### ABOUT THIS EXERCISE
Lines from the beginning of the data through the line containing "use rusqlite::OptionalExtension as _;" are to be copied exactly, with no other line included.

[Dataset items]
Segment Open
//! [`SqliteStore`], the SQLite implementation of [`EventStore`].

use std::path::Path;

use annum_core::{
  Error as CoreError,
  special_date::{NewSpecialDate, SpecialDate, SpecialDatePatch},
  store::{EventStore, ListFilter},
  sync_status::{SyncClaim, SyncCompletion, SyncStatus},
};
use chrono::Utc;
use rusqlite::OptionalExtension as _;
use uuid::Uuid;

use crate::{
  Result,
  encode::{
    RawSpecialDate, RawSyncStatus, SPECIAL_DATE_COLUMNS, SYNC_STATUS_COLUMNS,
    encode_dt, encode_uuid,
  },
  locks::OwnerLocks,
  schema::{RESET_IN_PROGRESS, SCHEMA},
};

// ─── Store ───────────────────────────────────────────────────────────────────

/// An Annum event store backed by a single SQLite file.
///
/// Cloning is cheap; the inner connection and lock table are
/// reference-counted.
#[derive(Clone)]
pub struct SqliteStore {
  conn:  tokio_rusqlite::Connection,
  locks: OwnerLocks,
}

impl SqliteStore {
  /// Open (or create) a store at `path` and run schema initialisation.
  pub async fn open(path: impl AsRef<Path>) -> Result<Self> {
    let conn = tokio_rusqlite::Connection::open(path).await?;
    Self::init(conn).await
  }

  /// Open an in-memory store, for tests.
  pub async fn open_in_memory() -> Result<Self> {
    let conn = tokio_rusqlite::Connection::open_in_memory().await?;
    Self::init(conn).await
  }

  async fn init(conn: tokio_rusqlite::Connection) -> Result<Self> {
    let reset = conn
      .call(|conn| {
        conn.execute_batch(SCHEMA)?;
        Ok(conn.execute(RESET_IN_PROGRESS, [])?)
      })
      .await?;
    if reset > 0 {
      tracing::warn!(owners = reset, "cleared sync flags left by an interrupted pass");
    }
    Ok(Self { conn, locks: OwnerLocks::default() })
  }

  async fn fetch_sync_status(&self, owner_id: &str) -> Result<Option<SyncStatus>> {
    let owner = owner_id.to_owned();
    let raw: Option<RawSyncStatus> = self
      .conn
      .call(move |conn| {
        Ok(conn
          .query_row(
            &format!("SELECT {SYNC_STATUS_COLUMNS} FROM sync_status WHERE owner_id = ?1"),
            rusqlite::params![owner],
            RawSyncStatus::from_row,
          )
          .optional()?)
      })
      .await?;
    raw.map(RawSyncStatus::into_status).transpose()
  }

  /// Write every mutable column of `record` back to its row. The caller holds
  /// the owner's write lock.
  async fn write_back(&self, record: &SpecialDate) -> Result<()> {
    let id_str       = encode_uuid(record.id);
    let subject_name = record.subject_name.clone();
    let category     = record.category.to_string();
    let custom_label = record.custom_label.clone();
    let month        = record.original_date.month;
    let day          = record.original_date.day;
    let known_year   = record.original_date.year;
    let icon         = record.icon.clone();
    let updated_at   = encode_dt(record.updated_at);
    let active       = record.active;

    self
      .conn
      .call(move |conn| {
        conn.execute(
          "UPDATE special_dates SET
             subject_name = ?2, category = ?3, custom_label = ?4,
             month = ?5, day = ?6, known_year = ?7, icon = ?8,
             updated_at = ?9, active = ?10
           WHERE id = ?1",
          rusqlite::params![
            id_str,
            subject_name,
            category,
            custom_label,
            month,
            day,
            known_year,
            icon,
            updated_at,
            active,
          ],
        )?;
        Ok(())
      })
      .await?;
    Ok(())
  }

  /// Look up an active record, failing with `NotFound` otherwise.
  async fn require_active(&self, id: Uuid) -> Result<SpecialDate> {
    match self.get(id).await? {
      Some(record) if record.active => Ok(record),
      _ => Err(CoreError::NotFound(id).into()),
    }
  }
}

// ─── EventStore impl ─────────────────────────────────────────────────────────

impl EventStore for SqliteStore {
  type Error = crate::Error;

  // ── Special dates ─────────────────────────────────────────────────────────

  async fn create(&self, input: NewSpecialDate) -> Result<SpecialDate> {
    input.validate()?;
    let record = input.into_special_date(Uuid::new_v4(), Utc::now());

    let id_str        = encode_uuid(record.id);
    let owner_id      = record.owner_id.clone();
    let subject_name  = record.subject_name.clone();
    let category      = record.category.to_string();
    let custom_label  = record.custom_label.clone();
    let month         = record.original_date.month;
    let day           = record.original_date.day;
    let known_year    = record.original_date.year;
    let icon          = record.icon.clone();
    let source_origin = record.source_origin.to_string();
    let external_id   = record.external_id.clone();
    let created_at    = encode_dt(record.created_at);
    let updated_at    = encode_dt(record.updated_at);

    let _guard = self.locks.acquire(&record.owner_id).await;
    self
      .conn
      .call(move |conn| {
        conn.execute(
          "INSERT INTO special_dates (
             id, owner_id, subject_name, category, custom_label,
             month, day, known_year, icon, source_origin, external_id,
             created_at, updated_at, active
           ) VALUES (?1, ?2, ?3, ?4, ?5, ?6, ?7, ?8, ?9, ?10, ?11, ?12, ?13, 1)",
          rusqlite::params![
            id_str,
            owner_id,
            subject_name,
            category,
            custom_label,
            month,
            day,
            known_year,
            icon,
            source_origin,
            external_id,
            created_at,
            updated_at,
          ],
        )?;
        Ok(())
      })
      .await?;

    tracing::debug!(id = %record.id, owner_id = %record.owner_id, "created special date");
    Ok(record)
  }

  async fn update(&self, id: Uuid, patch: &SpecialDatePatch) -> Result<SpecialDate> {
    let owner_id = self.require_active(id).await?.owner_id;
    let _guard = self.locks.acquire(&owner_id).await;

    // Re-read under the lock so a concurrent writer's change is not lost.
    let current = self.require_active(id).await?;
    let mut next = patch.apply_to(&current)?;
    if next == current {
      return Ok(current);
    }
    next.updated_at = Utc::now();
    self.write_back(&next).await?;

    tracing::debug!(%id, owner_id = %next.owner_id, "updated special date");
    Ok(next)
  }

  async fn soft_delete(&self, id: Uuid) -> Result<()> {
    let owner_id = self.require_active(id).await?.owner_id;
    let _guard = self.locks.acquire(&owner_id).await;

    let mut record = self.require_active(id).await?;
    record.active = false;
    record.updated_at = Utc::now();
    self.write_back(&record).await?;

    tracing::debug!(%id, %owner_id, "soft-deleted special date");
    Ok(())
  }

  async fn get(&self, id: Uuid) -> Result<Option<SpecialDate>> {
    let id_str = encode_uuid(id);
    let raw: Option<RawSpecialDate> = self
      .conn
      .call(move |conn| {
        Ok(conn
          .query_row(
            &format!("SELECT {SPECIAL_DATE_COLUMNS} FROM special_dates WHERE id = ?1"),
            rusqlite::params![id_str],
            RawSpecialDate::from_row,
          )
          .optional()?)
      })
      .await?;
    raw.map(RawSpecialDate::into_special_date).transpose()
  }

  async fn list(&self, owner_id: &str, filter: &ListFilter) -> Result<Vec<SpecialDate>> {
    let owner    = owner_id.to_owned();
    let category = filter.category.map(|c| c.to_string());
    let origin   = filter.origin.map(|o| o.to_string());

    let raws: Vec<RawSpecialDate> = self
      .conn
      .call(move |conn| {
        let mut stmt = conn.prepare(&format!(
          "SELECT {SPECIAL_DATE_COLUMNS} FROM special_dates
           WHERE owner_id = ?1 AND active = 1
             AND (?2 IS NULL OR category = ?2)
             AND (?3 IS NULL OR source_origin = ?3)"
        ))?;
        let rows = stmt
          .query_map(
            rusqlite::params![owner, category, origin],
            RawSpecialDate::from_row,
          )?
          .collect::<rusqlite::Result<Vec<_>>>()?;
        Ok(rows)
      })
      .await?;

    raws.into_iter().map(RawSpecialDate::into_special_date).collect()
  }

  async fn find_by_external_id(
    &self,
    owner_id: &str,
    external_id: &str,
  ) -> Result<Option<SpecialDate>> {
    let owner    = owner_id.to_owned();
    let external = external_id.to_owned();

    let raw: Option<RawSpecialDate> = self
      .conn
      .call(move |conn| {
        Ok(conn
          .query_row(
            &format!(
              "SELECT {SPECIAL_DATE_COLUMNS} FROM special_dates
               WHERE owner_id = ?1 AND external_id = ?2
               ORDER BY active DESC, updated_at DESC
               LIMIT 1"
            ),
            rusqlite::params![owner, external],
            RawSpecialDate::from_row,
          )
          .optional()?)
      })
      .await?;
    raw.map(RawSpecialDate::into_special_date).transpose()
  }

  // ── Sync status ───────────────────────────────────────────────────────────

  async fn sync_status(&self, owner_id: &str) -> Result<Option<SyncStatus>> {
    self.fetch_sync_status(owner_id).await
  }

  async fn begin_sync(&self, owner_id: &str) -> Result<SyncClaim> {
    let _guard = self.locks.acquire(owner_id).await;
    let owner = owner_id.to_owned();

    let (raw, claimed): (RawSyncStatus, bool) = self
      .conn
      .call(move |conn| {
        let tx = conn.transaction()?;
        tx.execute(
          "INSERT OR IGNORE INTO sync_status (owner_id) VALUES (?1)",
          rusqlite::params![owner],
        )?;
        let claimed = tx.execute(
          "UPDATE sync_status SET in_progress = 1
           WHERE owner_id = ?1 AND in_progress = 0",
          rusqlite::params![owner],
        )? == 1;
        let raw = tx.query_row(
          &format!("SELECT {SYNC_STATUS_COLUMNS} FROM sync_status WHERE owner_id = ?1"),
          rusqlite::params![owner],
          RawSyncStatus::from_row,
        )?;
        tx.commit()?;
        Ok((raw, claimed))
      })
      .await?;

    let status = raw.into_status()?;
    Ok(if claimed {
      SyncClaim::Claimed(status)
    } else {
      SyncClaim::AlreadyRunning(status)
    })
  }

  async fn finish_sync(
    &self,
    owner_id: &str,
    completion: SyncCompletion,
  ) -> Result<SyncStatus> {
    let _guard = self.locks.acquire(owner_id).await;
    let owner       = owner_id.to_owned();
    let finished_at = encode_dt(completion.finished_at);
    let total       = completion
      .total_synced
      .map(|t| i64::try_from(t).unwrap_or(i64::MAX));
    let last_error  = completion.last_error;

    self
      .conn
      .call(move |conn| {
        conn.execute(
          "INSERT INTO sync_status (owner_id, last_sync_at, total_synced, last_error, in_progress)
           VALUES (?1, ?2, COALESCE(?3, 0), ?4, 0)
           ON CONFLICT (owner_id) DO UPDATE SET
             last_sync_at = excluded.last_sync_at,
             total_synced = COALESCE(?3, sync_status.total_synced),
             last_error   = excluded.last_error,
             in_progress  = 0",
          rusqlite::params![owner, finished_at, total, last_error],
        )?;
        Ok(())
      })
      .await?;

    self
      .fetch_sync_status(owner_id)
      .await?
      .ok_or_else(|| crate::Error::MissingRow(format!("sync status for {owner_id}")))
  }

  async fn set_sync_enabled(&self, owner_id: &str, enabled: bool) -> Result<SyncStatus> {
    let _guard = self.locks.acquire(owner_id).await;
    let owner = owner_id.to_owned();

    self
      .conn
      .call(move |conn| {
        conn.execute(
          "INSERT INTO sync_status (owner_id, enabled) VALUES (?1, ?2)
           ON CONFLICT (owner_id) DO UPDATE SET enabled = excluded.enabled",
          rusqlite::params![owner, enabled],
        )?;
        Ok(())
      })
      .await?;

    tracing::info!(%owner_id, enabled, "calendar sync toggled");
    self
      .fetch_sync_status(owner_id)
      .await?
      .ok_or_else(|| crate::Error::MissingRow(format!("sync status for {owner_id}")))
  }
}
//! JSON REST API for Annum.
//!
//! Exposes an axum [`Router`] backed by any [`annum_core::store::EventStore`],
//! and optionally by a calendar sync [`Reconciler`]. Auth, TLS, and transport
//! concerns are the caller's responsibility.
//!
//! # Mounting
//!
//! ```rust,ignore
//! .nest("/api", annum_api::api_router(store.clone(), chrono_tz::UTC))
//! ```

pub mod dates;
pub mod error;
pub mod sync;
pub mod views;

use std::sync::Arc;

use annum_core::{store::EventStore, views::ViewAggregator};
use annum_sync::{CalendarProvider, PermissionGate, Reconciler};
use axum::{
  Router,
  routing::{get, post, put},
};
use chrono::{NaiveDate, Utc};
use chrono_tz::Tz;

pub use error::ApiError;


/// Shared state of the record and view handlers.
pub struct AppState<S> {
  pub store:    Arc<S>,
  pub views:    ViewAggregator<S>,
  /// Defines "today" when a request gives no `as_of`.
  pub timezone: Tz,
}

impl<S> Clone for AppState<S> {
  fn clone(&self) -> Self {
    Self {
      store:    Arc::clone(&self.store),
      views:    self.views.clone(),
      timezone: self.timezone,
    }
  }
}

impl<S: EventStore> AppState<S> {
  pub fn new(store: Arc<S>, timezone: Tz) -> Self {
    Self { views: ViewAggregator::new(Arc::clone(&store)), store, timezone }
  }
}

/// Today's date in `timezone`.
pub fn today_in(timezone: Tz) -> NaiveDate {
  Utc::now().with_timezone(&timezone).date_naive()
}

/// Build the API router for `store` with calendar sync unavailable; the sync
/// endpoints answer 503.
pub fn api_router<S>(store: Arc<S>, timezone: Tz) -> Router<()>
where
  S: EventStore + 'static,
{
  core_router(AppState::new(store, timezone)).merge(
    Router::new()
      .route(
        "/owners/{owner}/sync",
        get(sync::unavailable).post(sync::unavailable),
      )
      .route("/owners/{owner}/sync/access", post(sync::unavailable))
      .route("/owners/{owner}/sync/enabled", put(sync::unavailable)),
  )
}

/// Build the API router for `store` with calendar sync driven by
/// `reconciler`.
pub fn api_router_with_sync<S, P, G>(
  store: Arc<S>,
  reconciler: Arc<Reconciler<S, P, G>>,
  timezone: Tz,
) -> Router<()>
where
  S: EventStore + 'static,
  P: CalendarProvider + 'static,
  G: PermissionGate + 'static,
{
  core_router(AppState::new(store, timezone))
    .merge(sync::router(sync::SyncState { reconciler, timezone }))
}

fn core_router<S>(state: AppState<S>) -> Router<()>
where
  S: EventStore + 'static,
{
  Router::new()
    // Records
    .route(
      "/owners/{owner}/dates",
      get(dates::list::<S>).post(dates::create::<S>),
    )
    .route(
      "/dates/{id}",
      get(dates::get_one::<S>)
        .patch(dates::update::<S>)
        .delete(dates::delete::<S>),
    )
    // Views
    .route("/owners/{owner}/today", get(views::today::<S>))
    .route("/owners/{owner}/upcoming", get(views::upcoming::<S>))
    .route("/owners/{owner}/months/{year}/{month}", get(views::month::<S>))
    .route("/owners/{owner}/years/{year}", get(views::year::<S>))
    .route("/owners/{owner}/search", get(views::search::<S>))
    .with_state(state)
}
//! Error types for `annum-sync`.

use std::time::Duration;

use serde::Serialize;
use thiserror::Error;

use crate::{machine::SyncPhase, provider::PermissionStatus};

/// A transient failure to fetch from the provider. Never retried internally;
/// the caller starts a new sync.
#[derive(Debug, Clone, Error, PartialEq, Eq)]
pub enum ProviderError {
  #[error("provider did not respond within {0:?}")]
  Timeout(Duration),

  #[error("provider request failed: {0}")]
  Http(String),

  #[error("provider returned malformed data: {0}")]
  Malformed(String),
}

/// Why one candidate could not be merged.
#[derive(Debug, Clone, PartialEq, Eq, Serialize)]
pub struct CandidateFailure {
  pub external_id: String,
  pub reason:      String,
}

/// Some candidates failed to map or merge. The batch still completes; the
/// summary lands in `SyncStatus::last_error`.
#[derive(Debug, Clone, Error, PartialEq, Eq, Serialize)]
#[error("{} of {attempted} candidates failed to merge", failures.len())]
pub struct PartialSyncError {
  pub attempted: usize,
  pub failures:  Vec<CandidateFailure>,
}

#[derive(Debug, Error)]
pub enum SyncError {
  /// Calendar access is denied or restricted; needs the user to change the
  /// permission out of band.
  #[error("calendar access is {0}")]
  Access(PermissionStatus),

  #[error("calendar sync is disabled for owner {0}")]
  Disabled(String),

  #[error(transparent)]
  Provider(#[from] ProviderError),

  #[error("cannot {event} while sync is {from}")]
  InvalidTransition { from: SyncPhase, event: &'static str },

  #[error("store error: {0}")]
  Store(#[source] Box<dyn std::error::Error + Send + Sync>),
}

impl SyncError {
  pub(crate) fn store(e: impl std::error::Error + Send + Sync + 'static) -> Self {
    Self::Store(Box::new(e))
  }
}

pub type Result<T, E = SyncError> = std::result::Result<T, E>;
Segment Closed
### ANSWER AREA
//! [`SqliteStore`], the SQLite implementation of [`EventStore`].

use std::path::Path;

use annum_core::{
  Error as CoreError,
  special_date::{NewSpecialDate, SpecialDate, SpecialDatePatch},
  store::{EventStore, ListFilter},
  sync_status::{SyncClaim, SyncCompletion, SyncStatus},
};
use chrono::Utc;
use rusqlite::OptionalExtension as _;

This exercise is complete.